## Dataset entries
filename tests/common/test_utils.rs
use axum::{
    Router,
    body::{Body, to_bytes},
    http::{Request, Response},
};
use serde_json::Value;
use std::sync::Arc;
use vitals_advisor::{
    config::LlmConfig,
    llm::LlmClient,
    server::{self, handlers::AppState},
    suggestion::SuggestionService,
};

/// Build the router around any LLM client
pub fn create_test_app(client: Arc<dyn LlmClient>) -> Router {
    create_test_app_with_config(client, &LlmConfig::default())
}

pub fn create_test_app_with_config(client: Arc<dyn LlmClient>, config: &LlmConfig) -> Router {
    server::router(AppState {
        suggestions: Arc::new(SuggestionService::new(client, config)),
    })
}

/// A valid `/suggest` JSON body
pub fn sample_reading() -> Value {
    serde_json::json!({
        "temp": 38.5,
        "pulse": 104,
        "spO2": 94.0,
        "language": "English"
    })
}

pub fn json_request(uri: &str, body: impl Into<Body>) -> Request<Body> {
    Request::builder()
        .method("POST")
        .uri(uri)
        .header("content-type", "application/json")
        .body(body.into())
        .unwrap()
}

pub async fn body_text(response: Response<Body>) -> String {
    let bytes = to_bytes(response.into_body(), usize::MAX).await.unwrap();
    String::from_utf8(bytes.to_vec()).unwrap()
}

/// Sample configuration YAML for testing
pub const SAMPLE_CONFIG_YAML: &str = r#"
server:
  host: "127.0.0.1"
  port: 8181
  logs:
    level: "debug"

llm:
  provider: "gemini"
  model: "gemini-1.5-pro"
  system_prompt: "You are a careful triage nurse."
  temperature: 0.3
  max_output_tokens: 512
"#;
pub mod client;
pub mod gemini;
pub mod openai;
pub mod types;

pub use client::{LlmClient, from_config};
pub use gemini::GeminiClient;
pub use openai::OpenAiClient;
pub use types::*;
use super::types::HealthReading;

/// Renders the assessment prompt. Readings are shown with one decimal digit.
pub fn build_prompt(reading: &HealthReading) -> String {
    format!(
        "A patient has the following health readings:\n\
         - Body Temperature: {:.1}°C\n\
         - Pulse Rate: {:.1} BPM\n\
         - SpO₂ Level: {:.1}%\n\
         \n\
         Based on these values, please provide a health assessment and any recommendations in {}.",
        reading.temperature, reading.pulse, reading.oxygen_saturation, reading.language
    )
}
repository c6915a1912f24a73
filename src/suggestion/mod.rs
pub mod prompt;
pub mod sanitize;
mod types;

pub use prompt::build_prompt;
pub use sanitize::{extract_text, sanitize};
pub use types::*;

use crate::{
    Error, Result,
    config::LlmConfig,
    llm::{GenerationRequest, LlmClient},
};
use std::sync::Arc;
use tracing::debug;

/// Turns a [`HealthReading`] into cleaned-up advice from the configured model.
pub struct SuggestionService {
    client: Arc<dyn LlmClient>,
    system_prompt: Option<String>,
    temperature: Option<f32>,
    max_output_tokens: Option<u32>,
}

impl SuggestionService {
    pub fn new(client: Arc<dyn LlmClient>, config: &LlmConfig) -> Self {
        Self {
            client,
            system_prompt: config.system_prompt.clone(),
            temperature: config.temperature,
            max_output_tokens: config.max_output_tokens,
        }
    }

    pub async fn suggest(&self, reading: &HealthReading) -> Result<SuggestionResult> {
        let provider = self.client.provider();

        let request = GenerationRequest {
            prompt: build_prompt(reading),
            system_prompt: self.system_prompt.clone(),
            temperature: self.temperature,
            max_output_tokens: self.max_output_tokens,
        };

        let response = self.client.generate(request).await?;

        if let Some(usage) = &response.usage {
            debug!(
                model = %response.model,
                prompt_tokens = usage.prompt_tokens,
                completion_tokens = usage.completion_tokens,
                "Generation finished"
            );
        }

        let content = response
            .candidates
            .into_iter()
            .next()
            .and_then(|candidate| candidate.content)
            .ok_or(Error::NoSuggestions { provider })?;

        let text = extract_text(&content, provider)?;

        Ok(SuggestionResult {
            text: sanitize(&text),
        })
    }
}
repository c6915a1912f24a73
use super::types::*;
use super::{GeminiClient, OpenAiClient};
use crate::{
    Result,
    config::{LlmConfig, Provider},
};
use async_trait::async_trait;
use std::sync::Arc;
use tracing::debug;

#[cfg_attr(test, mockall::automock)]
#[async_trait]
pub trait LlmClient: Send + Sync {
    /// Provider name as shown to callers, e.g. `Gemini`.
    fn provider(&self) -> &'static str;

    async fn generate(&self, request: GenerationRequest) -> Result<GenerationResponse>;
}

/// Builds the client for the configured provider.
pub fn from_config(config: &LlmConfig) -> Result<Arc<dyn LlmClient>> {
    debug!(
        "Building {} client for model {}",
        config.provider,
        config.model()
    );

    let client: Arc<dyn LlmClient> = match config.provider {
        Provider::Gemini => Arc::new(GeminiClient::new(config)?),
        Provider::OpenAi => Arc::new(OpenAiClient::new(config)),
    };

    Ok(client)
}
use serde::{Deserialize, Serialize};

#[derive(Debug, Serialize, Deserialize)]
pub struct SuggestionResponse {
    pub suggestion: String,
}

pub const INVALID_PAYLOAD: &str = "Invalid request payload";

pub const SUGGESTION_FAILED_PREFIX: &str = "Failed to get suggestion: ";
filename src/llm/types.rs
use serde::{Deserialize, Serialize};

/// Provider-neutral generation request.
#[derive(Debug, Clone, PartialEq)]
pub struct GenerationRequest {
    pub prompt: String,
    pub system_prompt: Option<String>,
    pub temperature: Option<f32>,
    pub max_output_tokens: Option<u32>,
}

#[derive(Debug, Clone)]
pub struct GenerationResponse {
    pub model: String,
    pub candidates: Vec<Candidate>,
    pub usage: Option<Usage>,
}

#[derive(Debug, Clone)]
pub struct Candidate {
    pub index: u32,
    /// `None` when the provider withheld the content, e.g. a safety block.
    pub content: Option<CandidateContent>,
    pub finish_reason: Option<String>,
}

#[derive(Debug, Clone, Default)]
pub struct CandidateContent {
    pub role: Option<String>,
    pub parts: Vec<String>,
}

#[derive(Debug, Clone, Serialize, Deserialize)]
pub struct Usage {
    pub prompt_tokens: u32,
    pub completion_tokens: u32,
    pub total_tokens: u32,
}

impl GenerationRequest {
    pub fn new(prompt: impl Into<String>) -> Self {
        Self {
            prompt: prompt.into(),
            system_prompt: None,
            temperature: None,
            max_output_tokens: None,
        }
    }
}

impl CandidateContent {
    pub fn text(role: &str, text: impl Into<String>) -> Self {
        Self {
            role: Some(role.to_string()),
            parts: vec![text.into()],
        }
    }
}
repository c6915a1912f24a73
use thiserror::Error;

pub type Result<T> = std::result::Result<T, Error>;

#[derive(Error, Debug)]
pub enum Error {
    #[error("Configuration error: {0}")]
    Config(String),

    #[error("API key not set in environment: {var}")]
    MissingApiKey { var: &'static str },

    #[error("LLM error: {0}")]
    Llm(String),

    #[error("no suggestions returned from {provider}")]
    NoSuggestions { provider: &'static str },

    #[error("candidate from {provider} contained no text")]
    EmptyCandidate { provider: &'static str },

    #[error("Serialization error: {0}")]
    Serialization(#[from] serde_json::Error),

    #[error("YAML error: {0}")]
    Yaml(#[from] serde_yaml::Error),

    #[error("IO error: {0}")]
    Io(#[from] std::io::Error),

    #[error("Network error: {0}")]
    Network(reqwest::Error),

    #[error("Address parse error: {0}")]
    AddrParse(#[from] std::net::AddrParseError),

    #[error("OpenAI error: {0}")]
    OpenAi(#[from] async_openai::error::OpenAIError),
}

// Request URLs can carry credentials, so they never reach the error text.
impl From<reqwest::Error> for Error {
    fn from(e: reqwest::Error) -> Self {
        Self::Network(e.without_url())
    }
}

impl Error {
    pub fn config(msg: impl Into<String>) -> Self {
        Self::Config(msg.into())
    }

    pub fn llm(msg: impl Into<String>) -> Self {
        Self::Llm(msg.into())
    }
}
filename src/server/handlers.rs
use super::types::{INVALID_PAYLOAD, SUGGESTION_FAILED_PREFIX, SuggestionResponse};
use crate::suggestion::{HealthReading, SuggestionService};
use axum::{
    extract::{State, rejection::JsonRejection},
    http::StatusCode,
    response::Json,
};
use std::sync::Arc;
use tracing::{error, info, warn};
use uuid::Uuid;

#[derive(Clone)]
pub struct AppState {
    pub suggestions: Arc<SuggestionService>,
}

pub async fn suggest(
    State(state): State<AppState>,
    payload: Result<Json<HealthReading>, JsonRejection>,
) -> Result<Json<SuggestionResponse>, (StatusCode, String)> {
    let request_id = Uuid::new_v4();

    let Json(reading) = payload.map_err(|rejection| {
        warn!(%request_id, "Rejected suggestion request: {}", rejection.body_text());
        (StatusCode::BAD_REQUEST, INVALID_PAYLOAD.to_string())
    })?;

    info!(
        %request_id,
        temperature = reading.temperature,
        pulse = reading.pulse,
        oxygen_saturation = reading.oxygen_saturation,
        language = %reading.language,
        "Received suggestion request"
    );

    match state.suggestions.suggest(&reading).await {
        Ok(result) => {
            info!(%request_id, "Suggestion generated");
            Ok(Json(SuggestionResponse {
                suggestion: result.text,
            }))
        }
        Err(e) => {
            error!(%request_id, "Failed to get suggestion: {}", e);
            Err((
                StatusCode::INTERNAL_SERVER_ERROR,
                format!("{}{}", SUGGESTION_FAILED_PREFIX, e),
            ))
        }
    }
}
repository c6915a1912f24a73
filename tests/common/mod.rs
#![allow(dead_code)]

pub mod mocks;
pub mod test_utils;
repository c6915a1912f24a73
pub mod handlers;
pub mod types;

use crate::{Result, config::Config, llm, suggestion::SuggestionService};
use axum::{Router, routing::post};
use std::{net::SocketAddr, sync::Arc};
use tower_http::trace::TraceLayer;
use tracing::info;

pub fn router(state: handlers::AppState) -> Router {
    Router::new()
        .route("/suggest", post(handlers::suggest))
        .layer(TraceLayer::new_for_http())
        .with_state(state)
}

pub async fn run(config: Config) -> Result<()> {
    let client = llm::from_config(&config.llm)?;

    let app_state = handlers::AppState {
        suggestions: Arc::new(SuggestionService::new(client, &config.llm)),
    };

    let app = router(app_state);

    let addr = SocketAddr::new(config.server.host.parse()?, config.server.port);

    info!("Starting server on {}", addr);

    let listener = tokio::net::TcpListener::bind(addr).await?;
    axum::serve(listener, app).await?;

    Ok(())
}
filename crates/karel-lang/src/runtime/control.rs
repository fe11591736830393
//! Pause / single-step / resume / cancel for a running VM.
//!
//! The controlling thread flips flags; the VM calls `checkpoint` after every
//! action and blocks there while paused. When not paused the checkpoint is
//! two atomic loads.

use std::sync::atomic::{AtomicBool, Ordering};
use std::sync::{Condvar, Mutex, MutexGuard, PoisonError};

/// Returned by `checkpoint` once `cancel` has been requested.
#[derive(Debug, Clone, Copy, PartialEq, Eq)]
pub struct Cancelled;

#[derive(Debug, Default)]
pub struct RunControl {
    cancelled: AtomicBool,
    paused: AtomicBool,
    /// Actions the VM may still perform while paused.
    permits: Mutex<u32>,
    wake: Condvar,
}

impl RunControl {
    pub fn new() -> Self {
        Self::default()
    }

    pub fn pause(&self) {
        let _permits = self.lock();
        self.paused.store(true, Ordering::SeqCst);
    }

    pub fn resume(&self) {
        let mut permits = self.lock();
        *permits = 0;
        self.paused.store(false, Ordering::SeqCst);
        self.wake.notify_all();
    }

    /// Lets exactly one more action through, then holds the VM paused.
    pub fn step(&self) {
        let mut permits = self.lock();
        *permits += 1;
        self.paused.store(true, Ordering::SeqCst);
        self.wake.notify_all();
    }

    pub fn cancel(&self) {
        let _permits = self.lock();
        self.cancelled.store(true, Ordering::SeqCst);
        self.wake.notify_all();
    }

    /// Clears every flag so the control can drive another run.
    pub fn reset(&self) {
        let mut permits = self.lock();
        *permits = 0;
        self.paused.store(false, Ordering::SeqCst);
        self.cancelled.store(false, Ordering::SeqCst);
    }

    pub fn is_paused(&self) -> bool {
        self.paused.load(Ordering::SeqCst)
    }

    pub fn is_cancelled(&self) -> bool {
        self.cancelled.load(Ordering::SeqCst)
    }

    pub(crate) fn checkpoint(&self) -> Result<(), Cancelled> {
        if self.is_cancelled() {
            return Err(Cancelled);
        }
        if !self.is_paused() {
            return Ok(());
        }

        let mut permits = self.lock();
        loop {
            if self.is_cancelled() {
                return Err(Cancelled);
            }
            if !self.is_paused() {
                return Ok(());
            }
            if *permits > 0 {
                *permits -= 1;
                return Ok(());
            }
            permits = self.wake.wait(permits).unwrap_or_else(PoisonError::into_inner);
        }
    }

    fn lock(&self) -> MutexGuard<'_, u32> {
        self.permits.lock().unwrap_or_else(PoisonError::into_inner)
    }
}
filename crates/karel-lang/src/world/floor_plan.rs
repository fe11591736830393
//! Wall layout of the grid.
//!
//! Every cell carries a 4-bit mask, one bit per compass direction. A wall
//! between two neighbouring cells is stored on both of them, so
//! `walls_at` answers for a single cell without looking at its neighbours.

use super::{Direction, World, HEIGHT, WIDTH};

pub const WALL_NONE: u8 = 0;
pub const WALL_EAST: u8 = 1;
pub const WALL_NORTH: u8 = 2;
pub const WALL_WEST: u8 = 4;
pub const WALL_SOUTH: u8 = 8;

const CELLS: usize = (WIDTH as usize) * (HEIGHT as usize);

fn index(x: u8, y: u8) -> usize {
    y as usize * WIDTH as usize + x as usize
}

#[derive(Debug, Clone, Copy, PartialEq, Eq, Hash)]
pub struct FloorPlan {
    walls: [u8; CELLS],
}

impl FloorPlan {
    /// Walls around the outer border and nowhere else.
    pub fn empty() -> Self {
        let mut walls = [WALL_NONE; CELLS];
        for x in 0..WIDTH {
            walls[index(x, 0)] |= WALL_NORTH;
            walls[index(x, HEIGHT - 1)] |= WALL_SOUTH;
        }
        for y in 0..HEIGHT {
            walls[index(0, y)] |= WALL_WEST;
            walls[index(WIDTH - 1, y)] |= WALL_EAST;
        }
        Self { walls }
    }

    pub fn walls_at(&self, x: u8, y: u8) -> u8 {
        assert!(x < WIDTH && y < HEIGHT, "cell ({x}, {y}) is outside the grid");
        self.walls[index(x, y)]
    }

    pub fn has_wall(&self, x: u8, y: u8, direction: Direction) -> bool {
        self.walls_at(x, y) & direction.wall_bit() != 0
    }

    /// Staging copy of this plan for further construction.
    pub fn builder(&self) -> FloorPlanBuilder {
        FloorPlanBuilder { walls: self.walls }
    }

    pub fn world(self) -> World {
        World::new(self)
    }
}

impl Default for FloorPlan {
    fn default() -> Self {
        Self::empty()
    }
}

// ─── Builder ─────────────────────────────────────────────────────────────────

/// Mutable staging area for a starting layout. Consumed by `build`/`world`.
#[derive(Debug, Clone)]
pub struct FloorPlanBuilder {
    walls: [u8; CELLS],
}

impl FloorPlanBuilder {
    pub fn new() -> Self {
        FloorPlan::empty().builder()
    }

    /// Wall along the north edge of `(x, y)`. `y == HEIGHT` means the south
    /// edge of the bottom row.
    pub fn build_horizontal_wall(&mut self, x: u8, y: u8) -> &mut Self {
        assert!(x < WIDTH && y <= HEIGHT, "horizontal wall ({x}, {y}) is outside the grid");
        if y < HEIGHT {
            self.walls[index(x, y)] |= WALL_NORTH;
        }
        if y > 0 {
            self.walls[index(x, y - 1)] |= WALL_SOUTH;
        }
        self
    }

    /// Wall along the west edge of `(x, y)`. `x == WIDTH` means the east edge
    /// of the rightmost column.
    pub fn build_vertical_wall(&mut self, x: u8, y: u8) -> &mut Self {
        assert!(x <= WIDTH && y < HEIGHT, "vertical wall ({x}, {y}) is outside the grid");
        if x < WIDTH {
            self.walls[index(x, y)] |= WALL_WEST;
        }
        if x > 0 {
            self.walls[index(x - 1, y)] |= WALL_EAST;
        }
        self
    }

    /// Removes the wall on the `direction` side of `(x, y)`, on both cells.
    pub fn tear_down_wall(&mut self, x: u8, y: u8, direction: Direction) -> &mut Self {
        assert!(x < WIDTH && y < HEIGHT, "cell ({x}, {y}) is outside the grid");
        self.walls[index(x, y)] &= !direction.wall_bit();
        if let Some((nx, ny)) = super::neighbour(x, y, direction) {
            self.walls[index(nx, ny)] &= !direction.opposite().wall_bit();
        }
        self
    }

    pub fn build(self) -> FloorPlan {
        FloorPlan { walls: self.walls }
    }

    pub fn world(self) -> World {
        self.build().world()
    }
}

impl Default for FloorPlanBuilder {
    fn default() -> Self {
        Self::new()
    }
}
//! Executable form of a program, produced once by the compiler and shared
//! read-only by the VM. Command calls are table indices, never names.

use crate::builtins::Primitive;
use crate::syntax::ast::Condition;

#[derive(Debug, Clone, Copy, PartialEq, Eq, Hash)]
pub struct CommandId(pub(crate) usize);

impl CommandId {
    pub fn index(self) -> usize {
        self.0
    }
}

#[derive(Debug, Clone, PartialEq)]
pub enum Node {
    Action { primitive: Primitive, line: usize },
    Call { target: CommandId, line: usize },
    Repeat { count: u16, body: Vec<Node>, line: usize },
    If { condition: Condition, then_block: Vec<Node>, else_block: Vec<Node>, line: usize },
    While { condition: Condition, body: Vec<Node>, line: usize },
}

impl Node {
    pub fn line(&self) -> usize {
        match self {
            Node::Action { line, .. } => *line,
            Node::Call { line, .. }   => *line,
            Node::Repeat { line, .. } => *line,
            Node::If { line, .. }     => *line,
            Node::While { line, .. }  => *line,
        }
    }
}

#[derive(Debug, Clone, PartialEq)]
pub struct CompiledCommand {
    pub name: String,
    pub body: Vec<Node>,
    pub line: usize,
}

#[derive(Debug, Clone, PartialEq)]
pub struct Executable {
    entry: CommandId,
    commands: Vec<CompiledCommand>,
}

impl Executable {
    /// `entry` must index into `commands`; the compiler guarantees it.
    pub(crate) fn new(entry: CommandId, commands: Vec<CompiledCommand>) -> Self {
        debug_assert!(entry.0 < commands.len());
        Self { entry, commands }
    }

    pub fn entry(&self) -> CommandId {
        self.entry
    }

    pub fn entry_command(&self) -> &CompiledCommand {
        self.command(self.entry)
    }

    pub fn command(&self, id: CommandId) -> &CompiledCommand {
        &self.commands[id.0]
    }

    pub fn commands(&self) -> &[CompiledCommand] {
        &self.commands
    }

    pub fn find(&self, name: &str) -> Option<CommandId> {
        self.commands.iter().position(|c| c.name == name).map(CommandId)
    }
}
pub mod collector;
pub mod lowering;


use log::debug;

use crate::error::Diagnostic;
use crate::runtime::program::Executable;
use crate::syntax::ast;
use collector::{Collector, entry_point};
use lowering::Lowering;

// ─── Entry point ─────────────────────────────────────────────────────────────

/// Full compiler pipeline:
/// 1. Collector: command table, duplicate and built-in name checks
/// 2. Entry:     first command, or `entry` when given
/// 3. Lowering:  one executable node per statement, calls resolved
///
/// The first failing check is returned; nothing is partially compiled.
pub fn compile(program: &ast::Program, entry: Option<&str>) -> Result<Executable, Diagnostic> {
    let table = Collector::new().collect(program)?;
    let entry = entry_point(&table, program, entry)?;
    let commands = Lowering::new(&table).lower(program)?;

    debug!(
        "compiled {} command(s), entry {}()",
        commands.len(),
        commands[entry.index()].name,
    );
    Ok(Executable::new(entry, commands))
}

## WORK ITEM
State the number of lines in the data that carry "model", and add nothing to it.

## RESULT
6